› Por Marcelo Figueras
Ocurrió en otro mundo. Un planeta donde sólo existían cuatro canales de TV. (Cinco, si tu antena se imponía a los vientos y demás calamidades, verbigracia las obstrucciones edilicias.) Donde no había video ni laserdiscs ni DVDs, y tampoco Internet ni iPods ni teléfonos móviles, por lo cual no existía otra manera de ver películas que dobladas al español y con cortes en el televisor, o bien en las salas "del Centro, o de barrio", según los diarios dividían aguas. Mi barrio de entonces estaba lleno de cines: el más coqueto era el Pueyrredón, pero también estaban el Rivera Indarte y el San Martín y el San José y el Fénix, y un poco más lejos –cruzando la frontera, esto es en Floresta– podía contar también con el Gran Rivadavia. Pero todos ellos exhibían las películas del momento, o en algunos casos del momento que en el Centro acababa de volverse pasado. Era muy rara la ocasión en que reponían films clásicos. Recuerdo una tarde de domingo con mi padre, viendo King Kong en el San Martín en doble programa con otra de gorilas gigantes.
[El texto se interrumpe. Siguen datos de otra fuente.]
//! Gateway arbitration between cooperating vehicles.
//!
//! Each gateway admits one vehicle at a time. Vehicles talk to the
//! [`GatewayArbiter`] over channels:
//!
//! ```text
//! vehicle ── Acquire { gateway } ──▶ arbiter
//! vehicle ◀── Granted { gateway } ── arbiter   (immediately, or when the holder releases)
//! vehicle ── Release { gateway } ──▶ arbiter
//! vehicle ◀── Revoked { gateway } ── arbiter   (always before the next waiter is granted)
//! ```
//!
//! The arbiter is pumped with [`GatewayArbiter::process_pending`], either from
//! the same tick loop as the navigators or from its own thread.

use std::collections::{HashMap, VecDeque};

use crossbeam_channel::{unbounded, Receiver, Sender, TryRecvError};

use crate::topology::Sector;

/// Vehicle identifier, as configured in `[vehicle] id`.
pub type VehicleId = String;

/// Vehicle to arbiter.
#[derive(Clone, Debug, PartialEq, Eq)]
pub enum ArbiterRequest {
    Acquire { vehicle: VehicleId, gateway: Sector },
    Release { vehicle: VehicleId, gateway: Sector },
}

/// Arbiter to vehicle.
#[derive(Clone, Copy, Debug, PartialEq, Eq)]
pub enum ArbiterReply {
    Granted { gateway: Sector },
    Revoked { gateway: Sector },
}

/// Vehicle end of the arbitration channel pair.
pub struct GatewayLink {
    vehicle: VehicleId,
    requests: Sender<ArbiterRequest>,
    replies: Receiver<ArbiterReply>,
}

impl GatewayLink {
    /// Identifier this link was registered with.
    pub fn vehicle(&self) -> &str {
        &self.vehicle
    }

    /// Ask for exclusive use of `gateway`.
    pub fn acquire(&self, gateway: Sector) {
        self.send(ArbiterRequest::Acquire {
            vehicle: self.vehicle.clone(),
            gateway,
        });
    }

    /// Give `gateway` back, or withdraw a pending request for it.
    pub fn release(&self, gateway: Sector) {
        self.send(ArbiterRequest::Release {
            vehicle: self.vehicle.clone(),
            gateway,
        });
    }

    /// Next reply, if any. Never blocks.
    pub fn try_recv(&self) -> Option<ArbiterReply> {
        match self.replies.try_recv() {
            Ok(reply) => Some(reply),
            Err(TryRecvError::Empty) => None,
            Err(TryRecvError::Disconnected) => {
                tracing::trace!("GatewayLink[{}]: arbiter gone", self.vehicle);
                None
            }
        }
    }

    fn send(&self, request: ArbiterRequest) {
        if self.requests.send(request).is_err() {
            tracing::warn!("GatewayLink[{}]: arbiter disconnected", self.vehicle);
        }
    }
}

#[derive(Debug, Default)]
struct GatewayQueue {
    holder: Option<VehicleId>,
    waiting: VecDeque<VehicleId>,
}

/// Central token owner for all gateways.
pub struct GatewayArbiter {
    requests_tx: Sender<ArbiterRequest>,
    requests_rx: Receiver<ArbiterRequest>,
    vehicles: HashMap<VehicleId, Sender<ArbiterReply>>,
    gateways: HashMap<Sector, GatewayQueue>,
}

impl GatewayArbiter {
    pub fn new() -> Self {
        let (requests_tx, requests_rx) = unbounded();
        Self {
            requests_tx,
            requests_rx,
            vehicles: HashMap::new(),
            gateways: HashMap::new(),
        }
    }

    /// Register a vehicle and hand back its end of the channel pair.
    ///
    /// Reconnecting an id replaces its reply channel.
    pub fn connect(&mut self, vehicle: impl Into<VehicleId>) -> GatewayLink {
        let vehicle = vehicle.into();
        let (reply_tx, reply_rx) = unbounded();
        self.vehicles.insert(vehicle.clone(), reply_tx);
        tracing::debug!("GatewayArbiter: vehicle {} connected", vehicle);
        GatewayLink {
            vehicle,
            requests: self.requests_tx.clone(),
            replies: reply_rx,
        }
    }

    /// Handle every queued request. Returns how many were handled.
    pub fn process_pending(&mut self) -> usize {
        let mut handled = 0;
        while let Ok(request) = self.requests_rx.try_recv() {
            self.handle(request);
            handled += 1;
        }
        handled
    }

    /// Vehicle currently allowed into `gateway`.
    pub fn holder(&self, gateway: Sector) -> Option<&str> {
        self.gateways
            .get(&gateway)
            .and_then(|q| q.holder.as_deref())
    }

    /// Vehicles waiting for `gateway`, oldest first.
    pub fn waiting(&self, gateway: Sector) -> Vec<&str> {
        self.gateways
            .get(&gateway)
            .map(|q| q.waiting.iter().map(String::as_str).collect())
            .unwrap_or_default()
    }

    fn handle(&mut self, request: ArbiterRequest) {
        match request {
            ArbiterRequest::Acquire { vehicle, gateway } => self.acquire(vehicle, gateway),
            ArbiterRequest::Release { vehicle, gateway } => self.release(vehicle, gateway),
        }
    }

    fn acquire(&mut self, vehicle: VehicleId, gateway: Sector) {
        if !matches!(gateway, Sector::SorticGateway | Sector::TransferGateway) {
            tracing::warn!(
                "GatewayArbiter: {} asked for {}, which is not a gateway",
                vehicle,
                gateway
            );
            return;
        }
        if !self.vehicles.contains_key(&vehicle) {
            tracing::warn!("GatewayArbiter: acquire from unknown vehicle {}", vehicle);
            return;
        }

        let queue = self.gateways.entry(gateway).or_default();
        match queue.holder.as_deref() {
            None => {
                queue.holder = Some(vehicle.clone());
                tracing::info!("GatewayArbiter: {} granted to {}", gateway, vehicle);
                self.reply(&vehicle, ArbiterReply::Granted { gateway });
            }
            Some(holder) if holder == vehicle => {
                self.reply(&vehicle, ArbiterReply::Granted { gateway });
            }
            Some(holder) => {
                if !queue.waiting.contains(&vehicle) {
                    tracing::debug!(
                        "GatewayArbiter: {} waits for {} (held by {})",
                        vehicle,
                        gateway,
                        holder
                    );
                    queue.waiting.push_back(vehicle);
                }
            }
        }
    }

    fn release(&mut self, vehicle: VehicleId, gateway: Sector) {
        let Some(queue) = self.gateways.get_mut(&gateway) else {
            return;
        };

        if queue.holder.as_deref() != Some(vehicle.as_str()) {
            queue.waiting.retain(|v| v != &vehicle);
            return;
        }

        queue.holder = None;
        let next = queue.waiting.pop_front();
        tracing::info!("GatewayArbiter: {} released by {}", gateway, vehicle);
        self.reply(&vehicle, ArbiterReply::Revoked { gateway });

        if let Some(next) = next {
            if let Some(queue) = self.gateways.get_mut(&gateway) {
                queue.holder = Some(next.clone());
            }
            tracing::info!("GatewayArbiter: {} granted to {}", gateway, next);
            self.reply(&next, ArbiterReply::Granted { gateway });
        }
    }

    fn reply(&self, vehicle: &str, reply: ArbiterReply) {
        match self.vehicles.get(vehicle) {
            Some(tx) => {
                if tx.send(reply).is_err() {
                    tracing::warn!("GatewayArbiter: vehicle {} hung up", vehicle);
                }
            }
            None => tracing::warn!("GatewayArbiter: no channel for {}", vehicle),
        }
    }
}

impl Default for GatewayArbiter {
    fn default() -> Self {
        Self::new()
    }
}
Cuando salimos era de noche, y una parejita se permitió reír dado que juraban no haber visto nunca "películas más peludas".
Si el cine te gustaba en serio, quiero decir más allá de las novedades comerciales que se compartían con los amigos, no quedaba más remedio que disponerse a la aventura a lo Vito Dumas. Acopiar lectura para sobrevivir al viaje largo y subir al colectivo o al subte en busca de las Mecas. Que no eran muchas. Vi Citizen Kane en el cine Arte, acompañado por una rata que se paseaba por el borde del escenario. También frecuentaba la Hebraica. Sin embargo, mi favorita era la Lugones, que formaba parte del Teatro Municipal General San Martín, pero que a la vez se recortaba del conjunto, por su altura olímpica. Era el único cine al que se llegaba tomando un ascensor. Hace más de veinte años que no voy, pero reconocería el perfume de la sala en cualquier parte. Todavía conservo los programas que los acomodadores daban a cambio de monedas, dentro de los libros que participaron de la expedición. Con el dibujo de siluetas humanas recortadas sobre fondo amarillo, e información y comentarios sobre el film de marras que leía cuantas veces fuera posible antes de que se apagasen las luces (y de que se hiciese la luz).
Entre las primeras cosas que vi fue un ciclo de Ken Russell. No tardé en convencerme de que era el mejor cineasta del mundo. Claro, después vi todo lo demás. Fritz Lang, el expresionismo alemán. La nouvelle vague. John Ford. Un ciclo de la BBC abrió mi mente a las comedias shakespeareanas y me regaló el mejor Hamlet que recuerde, protagonizado por un joven Derek Jacobi. Las primeras películas de Wim Wenders y de Werner Herzog me enviaron de cabeza a aprender alemán, al Goethe Institut de Corrientes al 300. La vida cultural estaba en el Centro, sin duda alguna. Ya no arrastraba a mi viejo a ver pelis de gorilas (si quería ver gorilas no necesitaba ir al cine) sino en pos de Taxi Driver o de Muerte en Venecia.
Una de mis hijas estudia hoy cine, con la menor pidiendo cancha en la misma universidad. Es posible que a esta altura ya hayan visto más y mejores películas que yo: entre la DVDteca, los DVDclubes y mi colección personal (todavía conservo un montón de laserdiscs, hay joyas que no he encontrado editadas en otros formatos), tienen el grueso de sabiduría al alcance de sus manos. Pero nunca dejo de lamentar que les resulte tan fácil, que se pierdan la sensación de conquista que sólo sucede a la aventura. Jamás conocerán la peregrinación a tierras incógnitas, el perfume de la sala, la mirada huidiza con que los acólitos nos reconocíamos en el ascensor. En aquellos tiempos de ratas, el proyector de las Lugones brilló siempre en las alturas con luz de faro. Aunque más no fuese por un rato, nos preservaba de la muerte, que es siempre rastrera.
Y aquí estamos. En parte por su gracia.